Location
- Country: Canada
- Province: Ontario
- Region: Central Ontario
- District: Parry Sound District

Physical characteristics
- Source: Halfpenny Lake
- • location: Pringle Township
- • coordinates: 45°54′16″N 79°45′51″W﻿ / ﻿45.90444°N 79.76417°W
- • elevation: 272 m (892 ft)
- Mouth: Dollars Lake on the Pickerel River
- • coordinates: 45°58′30″N 80°08′19″W﻿ / ﻿45.97500°N 80.13861°W
- • elevation: 206 m (676 ft)

Basin features
- River system: Great Lakes Basin

= Wolf River (Parry Sound District) =

The Wolf River is a river in Parry Sound District in Central Ontario, Canada.

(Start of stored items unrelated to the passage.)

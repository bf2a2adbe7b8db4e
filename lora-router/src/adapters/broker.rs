/********************************************************************************
 * Copyright (c) 2026 Contributors to the Eclipse Foundation
 *
 * See the NOTICE file(s) distributed with this work for additional
 * information regarding copyright ownership.
 *
 * This program and the accompanying materials are made available under the
 * terms of the Apache License Version 2.0 which is available at
 * https://www.apache.org/licenses/LICENSE-2.0
 *
 * SPDX-License-Identifier: Apache-2.0
 ********************************************************************************/

//! Broker-side delivery boundary.

use crate::adapters::options::ListenOptions;
use crate::codec::{BrokerAddress, RoutablePayload};
use crate::error::RouterError;
use crate::router::DownlinkRouter;
use async_trait::async_trait;
use std::collections::HashSet;
use std::sync::Arc;

/// Per-broker outcome of one targeted forward.
#[derive(Clone, Debug, Default, Eq, PartialEq)]
pub struct ForwardReport {
    delivered: HashSet<BrokerAddress>,
    failed: HashSet<BrokerAddress>,
}

impl ForwardReport {
    pub fn new() -> Self {
        Self::default()
    }

    pub fn record_delivered(&mut self, broker: BrokerAddress) {
        self.failed.remove(&broker);
        self.delivered.insert(broker);
    }

    pub fn record_failed(&mut self, broker: BrokerAddress) {
        if !self.delivered.contains(&broker) {
            self.failed.insert(broker);
        }
    }

    /// Partial delivery counts as overall success.
    pub fn any_delivered(&self) -> bool {
        !self.delivered.is_empty()
    }

    /// True when delivery failed for every targeted broker.
    pub fn all_failed(&self) -> bool {
        self.delivered.is_empty()
    }

    pub fn delivered(&self) -> &HashSet<BrokerAddress> {
        &self.delivered
    }

    pub fn failed(&self) -> &HashSet<BrokerAddress> {
        &self.failed
    }
}

/// Capability contract toward the application brokers.
#[async_trait]
pub trait BrokerAdapter: Send + Sync {
    /// Begins accepting broker events (downlinks) and feeding them to
    /// `router`.
    ///
    /// Invalid `options` fail with `BadOptions` before any traffic is
    /// accepted.
    async fn listen(
        &self,
        router: Arc<dyn DownlinkRouter>,
        options: ListenOptions,
    ) -> Result<(), RouterError>;

    /// Fans `payload` to every reachable broker and returns the subset that
    /// accepts ownership of the originating device.
    async fn broadcast(
        &self,
        payload: Arc<dyn RoutablePayload>,
    ) -> Result<HashSet<BrokerAddress>, RouterError>;

    /// Delivers `payload` only to `brokers` and reports the per-broker
    /// outcome.
    async fn forward(
        &self,
        payload: Arc<dyn RoutablePayload>,
        brokers: &HashSet<BrokerAddress>,
    ) -> Result<ForwardReport, RouterError>;
}
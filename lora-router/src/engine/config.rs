//! Engine tuning knobs.

use std::time::Duration;

/// Policy configuration for one [`RoutingEngine`](super::RoutingEngine).
#[derive(Clone, Debug)]
pub struct EngineConfig {
    /// Lifetime of a discovery-learned registration; re-registered on every
    /// successful broadcast.
    pub device_ttl: Duration,
    /// Lifetime of an administratively pre-seeded registration.
    pub admin_ttl: Duration,
    /// Upper bound on any single adapter call (`forward`, `broadcast`,
    /// `ack`); an overrun counts as that operation failing.
    pub adapter_timeout: Duration,
    /// Whether a forward that fails against every targeted broker triggers
    /// one broadcast fallback for that packet.
    pub fallback_on_forward_failure: bool,
}

impl Default for EngineConfig {
    fn default() -> Self {
        Self {
            device_ttl: Duration::from_secs(15 * 60),
            admin_ttl: Duration::from_secs(24 * 60 * 60),
            adapter_timeout: Duration::from_secs(5),
            fallback_on_forward_failure: true,
        }
    }
}

#[cfg(test)]
mod tests {
    use super::EngineConfig;

    #[test]
    fn defaults_keep_admin_registrations_longer_than_discovered_ones() {
        let config = EngineConfig::default();

        assert!(config.admin_ttl > config.device_ttl);
        assert!(config.fallback_on_forward_failure);
    }
}
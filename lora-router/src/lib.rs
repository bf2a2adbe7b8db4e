/********************************************************************************
 * Copyright (c) 2026 Contributors to the Eclipse Foundation
 *
 * See the NOTICE file(s) distributed with this work for additional
 * information regarding copyright ownership.
 *
 * This program and the accompanying materials are made available under the
 * terms of the Apache License Version 2.0 which is available at
 * https://www.apache.org/licenses/LICENSE-2.0
 *
 * SPDX-License-Identifier: Apache-2.0
 ********************************************************************************/

//! # lora-router
//!
//! `lora-router` is the routing core of a LoRaWAN-style network: it decides
//! which application broker(s) own the device behind each uplink, discovers
//! ownership by broadcast when it is unknown, caches it with a TTL, and
//! routes broker downlinks back to the originating gateway.
//!
//! Typical usage is API-first and remains centered on [`RoutingEngine`] and
//! the two adapter contracts ([`GatewayAdapter`], [`BrokerAdapter`])
//! implemented by transport collaborators. Internal modules are organized by
//! domain layer to keep behavior ownership explicit.
//!
//! ## Routing an uplink
//!
//! ```
//! use lora_router::{BrokerAddress, DeviceAddress, GatewayAddress, RoutingEngine, UplinkRouter};
//! use std::sync::Arc;
//!
//! # use async_trait::async_trait;
//! # use lora_router::{
//! #     BrokerAdapter, DownlinkRouter, ForwardReport, GatewayAdapter, ListenOptions,
//! #     RoutablePayload, RouterError, UplinkPacket,
//! # };
//! # use std::collections::HashSet;
//! #
//! # struct OneBrokerNetwork;
//! #
//! # #[async_trait]
//! # impl BrokerAdapter for OneBrokerNetwork {
//! #     async fn listen(
//! #         &self,
//! #         _router: Arc<dyn DownlinkRouter>,
//! #         options: ListenOptions,
//! #     ) -> Result<(), RouterError> {
//! #         options.validate()
//! #     }
//! #
//! #     async fn broadcast(
//! #         &self,
//! #         _payload: Arc<dyn RoutablePayload>,
//! #     ) -> Result<HashSet<BrokerAddress>, RouterError> {
//! #         Ok([BrokerAddress::new("broker-1")].into_iter().collect())
//! #     }
//! #
//! #     async fn forward(
//! #         &self,
//! #         _payload: Arc<dyn RoutablePayload>,
//! #         brokers: &HashSet<BrokerAddress>,
//! #     ) -> Result<ForwardReport, RouterError> {
//! #         let mut report = ForwardReport::new();
//! #         for broker in brokers {
//! #             report.record_delivered(broker.clone());
//! #         }
//! #         Ok(report)
//! #     }
//! # }
//! #
//! # struct NoopGateway;
//! #
//! # #[async_trait]
//! # impl GatewayAdapter for NoopGateway {
//! #     async fn listen(
//! #         &self,
//! #         _router: Arc<dyn UplinkRouter>,
//! #         options: ListenOptions,
//! #     ) -> Result<(), RouterError> {
//! #         options.validate()
//! #     }
//! #
//! #     async fn ack(
//! #         &self,
//! #         _payload: Arc<dyn RoutablePayload>,
//! #         _gateway: &GatewayAddress,
//! #     ) -> Result<(), RouterError> {
//! #         Ok(())
//! #     }
//! # }
//! #
//! # struct SensorFrame {
//! #     device: DeviceAddress,
//! # }
//! #
//! # struct SensorPayload {
//! #     device: DeviceAddress,
//! # }
//! #
//! # impl RoutablePayload for SensorPayload {
//! #     fn device_address(&self) -> Option<DeviceAddress> {
//! #         Some(self.device)
//! #     }
//! #
//! #     fn gateway_address(&self) -> Option<GatewayAddress> {
//! #         None
//! #     }
//! # }
//! #
//! # impl UplinkPacket for SensorFrame {
//! #     fn payload(&self) -> Option<Arc<dyn RoutablePayload>> {
//! #         Some(Arc::new(SensorPayload { device: self.device }))
//! #     }
//! # }
//!
//! # tokio::runtime::Runtime::new().unwrap().block_on(async {
//! let engine = RoutingEngine::with_defaults("quick-start");
//! engine
//!     .connect(Arc::new(NoopGateway), Arc::new(OneBrokerNetwork))
//!     .unwrap();
//!
//! // First uplink for an unseen device triggers discovery and caches the
//! // accepting broker; later uplinks forward without another broadcast.
//! let device = DeviceAddress::new([0x26, 0x01, 0x1B, 0xDA]);
//! engine
//!     .handle_uplink(
//!         Arc::new(SensorFrame { device }),
//!         GatewayAddress::new("eui-b827ebfffe87bd22"),
//!     )
//!     .await
//!     .unwrap();
//!
//! assert_eq!(
//!     engine.registry().lookup(&device),
//!     Some([BrokerAddress::new("broker-1")].into_iter().collect()),
//! );
//! # });
//! ```
//!
//! ## Error surface
//!
//! Errors form a closed set of comparable kinds so callers can branch
//! exhaustively; each error also names its taxonomy, which governs how the
//! service reacts.
//!
//! ```
//! use lora_router::{ErrorClass, RouterError, RouterErrorKind};
//!
//! let err = RouterError::InvalidPacket;
//! assert_eq!(err.kind(), RouterErrorKind::InvalidPacket);
//! assert_eq!(err.class(), ErrorClass::Payload);
//! ```
//!
//! ## Internal architecture map
//!
//! - Codec boundary: opaque addressing newtypes and packet/payload contracts
//! - Registry: concurrent TTL-bounded device-to-broker affinity store
//! - Engine: uplink/downlink state machine and one-time adapter binding
//! - Adapters: gateway-side and broker-side capability contracts
//! - Reporter: classified error sink
//!
//! ## Observability model
//!
//! The workspace uses `tracing` for logs/events. Library code emits
//! events/spans and does not unconditionally initialize a global subscriber.
//! Binaries and tests are responsible for one-time `tracing_subscriber`
//! initialization at process boundaries.

mod adapters;
pub use adapters::{BrokerAdapter, Credentials, ForwardReport, GatewayAdapter, ListenOptions};

mod codec;
pub use codec::{BrokerAddress, DeviceAddress, GatewayAddress, RoutablePayload, UplinkPacket};

mod engine;
pub use engine::{EngineConfig, RoutingEngine};

mod error;
pub use error::{ErrorClass, RouterError, RouterErrorKind};

mod registry;
pub use registry::DeviceRegistry;

mod reporter;
pub use reporter::{ErrorReporter, TracingReporter};

mod router;
pub use router::{DeviceProvisioning, DownlinkRouter, ErrorSink, UplinkRouter};

#[doc(hidden)]
pub mod observability;
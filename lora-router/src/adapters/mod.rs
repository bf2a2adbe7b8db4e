//! Adapter capability boundaries.
//!
//! Transport collaborators implement these contracts; the routing core only
//! ever holds them as `Arc<dyn …>` trait objects bound once at `connect`.

mod broker;
mod gateway;
mod options;

pub use broker::{BrokerAdapter, ForwardReport};
pub use gateway::GatewayAdapter;
pub use options::{Credentials, ListenOptions};
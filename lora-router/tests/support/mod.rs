use lora_router::{EngineConfig, RoutingEngine};
use mock_adapters::{CapturingReporter, MockBrokerNetwork, RecordingGatewayAdapter};
use std::sync::Arc;
use std::time::Duration;

#[allow(dead_code)]
pub(crate) struct Harness {
    pub(crate) engine: Arc<RoutingEngine>,
    pub(crate) gateway: Arc<RecordingGatewayAdapter>,
    pub(crate) brokers: Arc<MockBrokerNetwork>,
    pub(crate) reporter: Arc<CapturingReporter>,
}

/// Engine wired to fresh mock adapters.
pub(crate) fn connected_harness(config: EngineConfig) -> Harness {
    let harness = disconnected_harness(config);
    harness
        .engine
        .connect(harness.gateway.clone(), harness.brokers.clone())
        .expect("connect should succeed");
    harness
}

/// Engine and mock adapters left unbound, for pre-connect scenarios.
pub(crate) fn disconnected_harness(config: EngineConfig) -> Harness {
    mock_adapters::init_tracing();
    let reporter = Arc::new(CapturingReporter::new());
    let engine = Arc::new(RoutingEngine::new("test-router", config, reporter.clone()));
    Harness {
        engine,
        gateway: Arc::new(RecordingGatewayAdapter::new()),
        brokers: Arc::new(MockBrokerNetwork::new()),
        reporter,
    }
}

/// Default policy with an adapter timeout short enough for hang tests.
pub(crate) fn test_config() -> EngineConfig {
    EngineConfig {
        adapter_timeout: Duration::from_millis(50),
        ..EngineConfig::default()
    }
}
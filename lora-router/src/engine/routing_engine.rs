/********************************************************************************
 * Copyright (c) 2026 Contributors to the Eclipse Foundation
 *
 * See the NOTICE file(s) distributed with this work for additional
 * information regarding copyright ownership.
 *
 * This program and the accompanying materials are made available under the
 * terms of the Apache License Version 2.0 which is available at
 * https://www.apache.org/licenses/LICENSE-2.0
 *
 * SPDX-License-Identifier: Apache-2.0
 ********************************************************************************/

//! Uplink/downlink routing state machine.

use crate::adapters::{BrokerAdapter, GatewayAdapter};
use crate::codec::{BrokerAddress, DeviceAddress, GatewayAddress, RoutablePayload, UplinkPacket};
use crate::engine::config::EngineConfig;
use crate::engine::connections::{AdapterBinding, Connections};
use crate::error::{RouterError, RouterErrorKind};
use crate::observability::{events, fields};
use crate::registry::DeviceRegistry;
use crate::reporter::{ErrorReporter, TracingReporter};
use crate::router::{DeviceProvisioning, DownlinkRouter, ErrorSink, UplinkRouter};
use async_trait::async_trait;
use std::collections::HashSet;
use std::sync::Arc;
use tokio::time::timeout;
use tracing::{debug, warn};
use uuid::Uuid;

const COMPONENT: &str = "routing_engine";

/// The routing decision engine.
///
/// Stateless across uplinks except through its [`DeviceRegistry`]; every
/// inbound event is an independent unit of work, with writes serialized only
/// per device address. Adapters are bound once via [`connect`](Self::connect)
/// and consumed through lock-free snapshots thereafter.
pub struct RoutingEngine {
    name: String,
    router_id: String,
    config: EngineConfig,
    registry: Arc<DeviceRegistry>,
    binding: AdapterBinding,
    reporter: Arc<dyn ErrorReporter>,
}

impl RoutingEngine {
    pub fn new(name: &str, config: EngineConfig, reporter: Arc<dyn ErrorReporter>) -> Self {
        Self {
            name: name.to_string(),
            router_id: Uuid::new_v4().to_string(),
            config,
            registry: Arc::new(DeviceRegistry::new()),
            binding: AdapterBinding::new(),
            reporter,
        }
    }

    /// Engine with default policy, reporting through [`TracingReporter`].
    pub fn with_defaults(name: &str) -> Self {
        Self::new(name, EngineConfig::default(), Arc::new(TracingReporter))
    }

    pub fn name(&self) -> &str {
        &self.name
    }

    /// The affinity registry, exposed for administrative inspection.
    pub fn registry(&self) -> &DeviceRegistry {
        &self.registry
    }

    /// Binds the gateway-side and broker-side adapters, once.
    ///
    /// Handlers racing this call deterministically see either both adapters
    /// or neither. A second call is rejected and the first binding stays
    /// active.
    pub fn connect(
        &self,
        gateway: Arc<dyn GatewayAdapter>,
        broker: Arc<dyn BrokerAdapter>,
    ) -> Result<(), RouterError> {
        match self.binding.bind(gateway, broker) {
            Ok(()) => {
                debug!(
                    event = events::CONNECT_OK,
                    component = COMPONENT,
                    router_id = self.router_id.as_str(),
                    name = self.name.as_str(),
                    "adapters connected"
                );
                Ok(())
            }
            Err(error) => {
                warn!(
                    event = events::CONNECT_REJECTED,
                    component = COMPONENT,
                    router_id = self.router_id.as_str(),
                    reason = fields::REASON_ALREADY_CONNECTED,
                    "connect rejected"
                );
                Err(self.fail(error))
            }
        }
    }

    /// Reports the error through the central sink and hands it back to the
    /// caller.
    fn fail(&self, error: RouterError) -> RouterError {
        self.handle_error(&error);
        error
    }

    /// Targeted delivery to the brokers already known for `device`.
    ///
    /// Any outcome other than at-least-one delivery (all rejected, adapter
    /// error, timeout) collapses to a `Forward` error; the caller decides
    /// whether discovery fallback applies.
    async fn forward_known(
        &self,
        connections: &Connections,
        payload: Arc<dyn RoutablePayload>,
        device: &DeviceAddress,
        known: &HashSet<BrokerAddress>,
    ) -> Result<(), RouterError> {
        debug!(
            event = events::FORWARD_ATTEMPT,
            component = COMPONENT,
            router_id = self.router_id.as_str(),
            device = %device,
            brokers = %fields::format_broker_set(known),
            "forwarding to known brokers"
        );

        let outcome = timeout(
            self.config.adapter_timeout,
            connections.broker.forward(payload, known),
        )
        .await;

        let reason = match outcome {
            Ok(Ok(report)) if report.any_delivered() => {
                debug!(
                    event = events::FORWARD_OK,
                    component = COMPONENT,
                    router_id = self.router_id.as_str(),
                    device = %device,
                    brokers = %fields::format_broker_set(report.delivered()),
                    "forward delivered"
                );
                return Ok(());
            }
            Ok(Ok(_)) => fields::REASON_ALL_REJECTED,
            Ok(Err(_)) => fields::REASON_ADAPTER_ERROR,
            Err(_) => fields::REASON_ADAPTER_TIMEOUT,
        };

        warn!(
            event = events::FORWARD_ALL_FAILED,
            component = COMPONENT,
            router_id = self.router_id.as_str(),
            device = %device,
            brokers = %fields::format_broker_set(known),
            reason,
            "forward failed for every targeted broker"
        );

        let mut brokers: Vec<BrokerAddress> = known.iter().cloned().collect();
        brokers.sort_unstable();
        Err(RouterError::Forward {
            device: *device,
            brokers,
        })
    }

    /// Discovery round-trip: fan out to all reachable brokers, register the
    /// accepting subset.
    async fn discover(
        &self,
        connections: &Connections,
        payload: Arc<dyn RoutablePayload>,
        device: &DeviceAddress,
    ) -> Result<(), RouterError> {
        debug!(
            event = events::BROADCAST_ATTEMPT,
            component = COMPONENT,
            router_id = self.router_id.as_str(),
            device = %device,
            "broadcasting for ownership discovery"
        );

        let accepting = match timeout(
            self.config.adapter_timeout,
            connections.broker.broadcast(payload),
        )
        .await
        {
            Ok(Ok(brokers)) => brokers,
            Ok(Err(error)) => {
                warn!(
                    event = events::BROADCAST_EMPTY,
                    component = COMPONENT,
                    router_id = self.router_id.as_str(),
                    device = %device,
                    reason = fields::REASON_ADAPTER_ERROR,
                    err = %error,
                    "broadcast failed"
                );
                HashSet::new()
            }
            Err(_) => {
                warn!(
                    event = events::BROADCAST_EMPTY,
                    component = COMPONENT,
                    router_id = self.router_id.as_str(),
                    device = %device,
                    reason = fields::REASON_ADAPTER_TIMEOUT,
                    "broadcast timed out"
                );
                HashSet::new()
            }
        };

        if accepting.is_empty() {
            warn!(
                event = events::BROADCAST_EMPTY,
                component = COMPONENT,
                router_id = self.router_id.as_str(),
                device = %device,
                reason = fields::REASON_NO_ACCEPTING_BROKER,
                "no broker accepted ownership; dropping packet"
            );
            return Err(self.fail(RouterError::Broadcast(*device)));
        }

        self.registry
            .register(device, accepting.iter().cloned(), self.config.device_ttl);
        debug!(
            event = events::BROADCAST_ACCEPTED,
            component = COMPONENT,
            router_id = self.router_id.as_str(),
            device = %device,
            brokers = %fields::format_broker_set(&accepting),
            "ownership discovered and registered"
        );
        Ok(())
    }
}

#[async_trait]
impl UplinkRouter for RoutingEngine {
    async fn handle_uplink(
        &self,
        packet: Arc<dyn UplinkPacket>,
        gateway: GatewayAddress,
    ) -> Result<(), RouterError> {
        let Some(connections) = self.binding.load() else {
            return Err(self.fail(RouterError::NotInitialized));
        };

        let Some(payload) = packet.payload() else {
            debug!(
                event = events::UPLINK_DROP_INVALID_PACKET,
                component = COMPONENT,
                router_id = self.router_id.as_str(),
                gateway = %gateway,
                "dropping malformed uplink frame"
            );
            return Err(self.fail(RouterError::InvalidPacket));
        };

        let Some(device) = payload.device_address() else {
            debug!(
                event = events::UPLINK_DROP_INVALID_PAYLOAD,
                component = COMPONENT,
                router_id = self.router_id.as_str(),
                gateway = %gateway,
                "dropping uplink payload without device address"
            );
            return Err(self.fail(RouterError::InvalidPayload));
        };

        debug!(
            event = events::UPLINK_RECEIVE,
            component = COMPONENT,
            router_id = self.router_id.as_str(),
            device = %device,
            gateway = %gateway,
            "uplink received"
        );

        if let Some(known) = self.registry.lookup(&device) {
            match self
                .forward_known(&connections, payload.clone(), &device, &known)
                .await
            {
                Ok(()) => return Ok(()),
                Err(forward_error) => {
                    // Stale or incorrect mapping suspected. Fall back to
                    // discovery at most once per uplink.
                    self.handle_error(&forward_error);
                    if !self.config.fallback_on_forward_failure {
                        return Err(forward_error);
                    }
                }
            }
        }

        self.discover(&connections, payload, &device).await
    }
}

#[async_trait]
impl DownlinkRouter for RoutingEngine {
    async fn handle_downlink(
        &self,
        payload: Arc<dyn RoutablePayload>,
        broker: BrokerAddress,
    ) -> Result<(), RouterError> {
        let Some(connections) = self.binding.load() else {
            return Err(self.fail(RouterError::MissingConnection));
        };

        debug!(
            event = events::DOWNLINK_RECEIVE,
            component = COMPONENT,
            router_id = self.router_id.as_str(),
            broker = %broker,
            "downlink received"
        );

        let Some(gateway) = payload.gateway_address() else {
            return Err(self.fail(RouterError::BadGatewayAddress(None)));
        };

        match timeout(
            self.config.adapter_timeout,
            connections.gateway.ack(payload, &gateway),
        )
        .await
        {
            Ok(Ok(())) => {
                debug!(
                    event = events::DOWNLINK_ACK_OK,
                    component = COMPONENT,
                    router_id = self.router_id.as_str(),
                    gateway = %gateway,
                    "downlink acknowledged to gateway"
                );
                Ok(())
            }
            Ok(Err(error)) => {
                warn!(
                    event = events::DOWNLINK_ACK_FAILED,
                    component = COMPONENT,
                    router_id = self.router_id.as_str(),
                    gateway = %gateway,
                    err = %error,
                    "downlink delivery failed"
                );
                let mapped = match error.kind() {
                    RouterErrorKind::MissingConnection => RouterError::MissingConnection,
                    _ => RouterError::BadGatewayAddress(Some(gateway)),
                };
                Err(self.fail(mapped))
            }
            Err(_) => {
                warn!(
                    event = events::DOWNLINK_ACK_FAILED,
                    component = COMPONENT,
                    router_id = self.router_id.as_str(),
                    gateway = %gateway,
                    reason = fields::REASON_ADAPTER_TIMEOUT,
                    "downlink delivery timed out"
                );
                Err(self.fail(RouterError::MissingConnection))
            }
        }
    }
}

#[async_trait]
impl DeviceProvisioning for RoutingEngine {
    async fn register_device(
        &self,
        device: DeviceAddress,
        brokers: HashSet<BrokerAddress>,
    ) -> Result<(), RouterError> {
        if brokers.is_empty() {
            return Err(self.fail(RouterError::BadOptions(
                "device registration requires at least one broker".to_string(),
            )));
        }

        self.registry
            .register(&device, brokers.iter().cloned(), self.config.admin_ttl);
        debug!(
            event = events::DEVICE_REGISTER_ADMIN,
            component = COMPONENT,
            router_id = self.router_id.as_str(),
            device = %device,
            brokers = %fields::format_broker_set(&brokers),
            "device pre-seeded"
        );
        Ok(())
    }
}

impl ErrorSink for RoutingEngine {
    fn handle_error(&self, error: &RouterError) {
        self.reporter.report(error.class(), error);
    }
}
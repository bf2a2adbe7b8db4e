//! One-time adapter binding with atomic publication.

use crate::adapters::{BrokerAdapter, GatewayAdapter};
use crate::error::RouterError;
use arc_swap::ArcSwapOption;
use std::sync::{Arc, Mutex};

/// Both adapter boundaries, published as one value so a reader can never
/// observe a half-bound pair.
pub(crate) struct Connections {
    pub(crate) gateway: Arc<dyn GatewayAdapter>,
    pub(crate) broker: Arc<dyn BrokerAdapter>,
}

/// Holder for the engine's single `connect` binding.
///
/// Reads are lock-free snapshots; a handler racing `connect` sees either the
/// fully-bound pair or nothing. The mutex serializes `bind` callers only and
/// is never held across an await point.
pub(crate) struct AdapterBinding {
    slot: ArcSwapOption<Connections>,
    bind_guard: Mutex<()>,
}

impl AdapterBinding {
    pub(crate) fn new() -> Self {
        Self {
            slot: ArcSwapOption::from(None),
            bind_guard: Mutex::new(()),
        }
    }

    /// Binds both adapters, once.
    pub(crate) fn bind(
        &self,
        gateway: Arc<dyn GatewayAdapter>,
        broker: Arc<dyn BrokerAdapter>,
    ) -> Result<(), RouterError> {
        let _guard = self
            .bind_guard
            .lock()
            .expect("adapter binding mutex poisoned");
        if self.slot.load().is_some() {
            return Err(RouterError::BadOptions(
                "adapters already connected".to_string(),
            ));
        }
        self.slot.store(Some(Arc::new(Connections { gateway, broker })));
        Ok(())
    }

    pub(crate) fn load(&self) -> Option<Arc<Connections>> {
        self.slot.load_full()
    }
}

#[cfg(test)]
mod tests {
    use super::AdapterBinding;
    use crate::adapters::{BrokerAdapter, ForwardReport, GatewayAdapter, ListenOptions};
    use crate::codec::{BrokerAddress, GatewayAddress, RoutablePayload};
    use crate::error::{RouterError, RouterErrorKind};
    use crate::router::{DownlinkRouter, UplinkRouter};
    use async_trait::async_trait;
    use std::collections::HashSet;
    use std::sync::Arc;

    struct NoopGateway;

    #[async_trait]
    impl GatewayAdapter for NoopGateway {
        async fn listen(
            &self,
            _router: Arc<dyn UplinkRouter>,
            _options: ListenOptions,
        ) -> Result<(), RouterError> {
            Ok(())
        }

        async fn ack(
            &self,
            _payload: Arc<dyn RoutablePayload>,
            _gateway: &GatewayAddress,
        ) -> Result<(), RouterError> {
            Ok(())
        }
    }

    struct NoopBroker;

    #[async_trait]
    impl BrokerAdapter for NoopBroker {
        async fn listen(
            &self,
            _router: Arc<dyn DownlinkRouter>,
            _options: ListenOptions,
        ) -> Result<(), RouterError> {
            Ok(())
        }

        async fn broadcast(
            &self,
            _payload: Arc<dyn RoutablePayload>,
        ) -> Result<HashSet<BrokerAddress>, RouterError> {
            Ok(HashSet::new())
        }

        async fn forward(
            &self,
            _payload: Arc<dyn RoutablePayload>,
            _brokers: &HashSet<BrokerAddress>,
        ) -> Result<ForwardReport, RouterError> {
            Ok(ForwardReport::new())
        }
    }

    #[test]
    fn load_before_bind_is_none() {
        let binding = AdapterBinding::new();

        assert!(binding.load().is_none());
    }

    #[test]
    fn second_bind_is_rejected_and_first_stays_active() {
        let binding = AdapterBinding::new();

        assert!(binding.bind(Arc::new(NoopGateway), Arc::new(NoopBroker)).is_ok());
        let err = binding
            .bind(Arc::new(NoopGateway), Arc::new(NoopBroker))
            .expect_err("second bind should be rejected");

        assert_eq!(err.kind(), RouterErrorKind::BadOptions);
        assert!(binding.load().is_some());
    }

    #[test]
    fn concurrent_binds_admit_exactly_one() {
        let binding = Arc::new(AdapterBinding::new());

        let successes: usize = std::thread::scope(|scope| {
            let handles: Vec<_> = (0..8)
                .map(|_| {
                    let binding = Arc::clone(&binding);
                    scope.spawn(move || {
                        binding
                            .bind(Arc::new(NoopGateway), Arc::new(NoopBroker))
                            .is_ok() as usize
                    })
                })
                .collect();
            handles.into_iter().map(|h| h.join().expect("no panic")).sum()
        });

        assert_eq!(successes, 1);
        assert!(binding.load().is_some());
    }
}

It is in the Great Lakes Basin and is a right tributary of the Pickerel River.

==Course==
The river begins at Halfpenny Lake in geographic Pringle Township and heads northwest, passes under Ontario Highway 522 near the community of Golden Valley, then continues northwest almost in a straight line through geographic East Mills Township, geographic Hardy Township, and geographic McConkey Township, where it passes over Pine Lake Dam and reaches its mouth at Dollars Lake on the Pickerel River. The Pickerel flows via the French River to Georgian Bay on Lake Huron.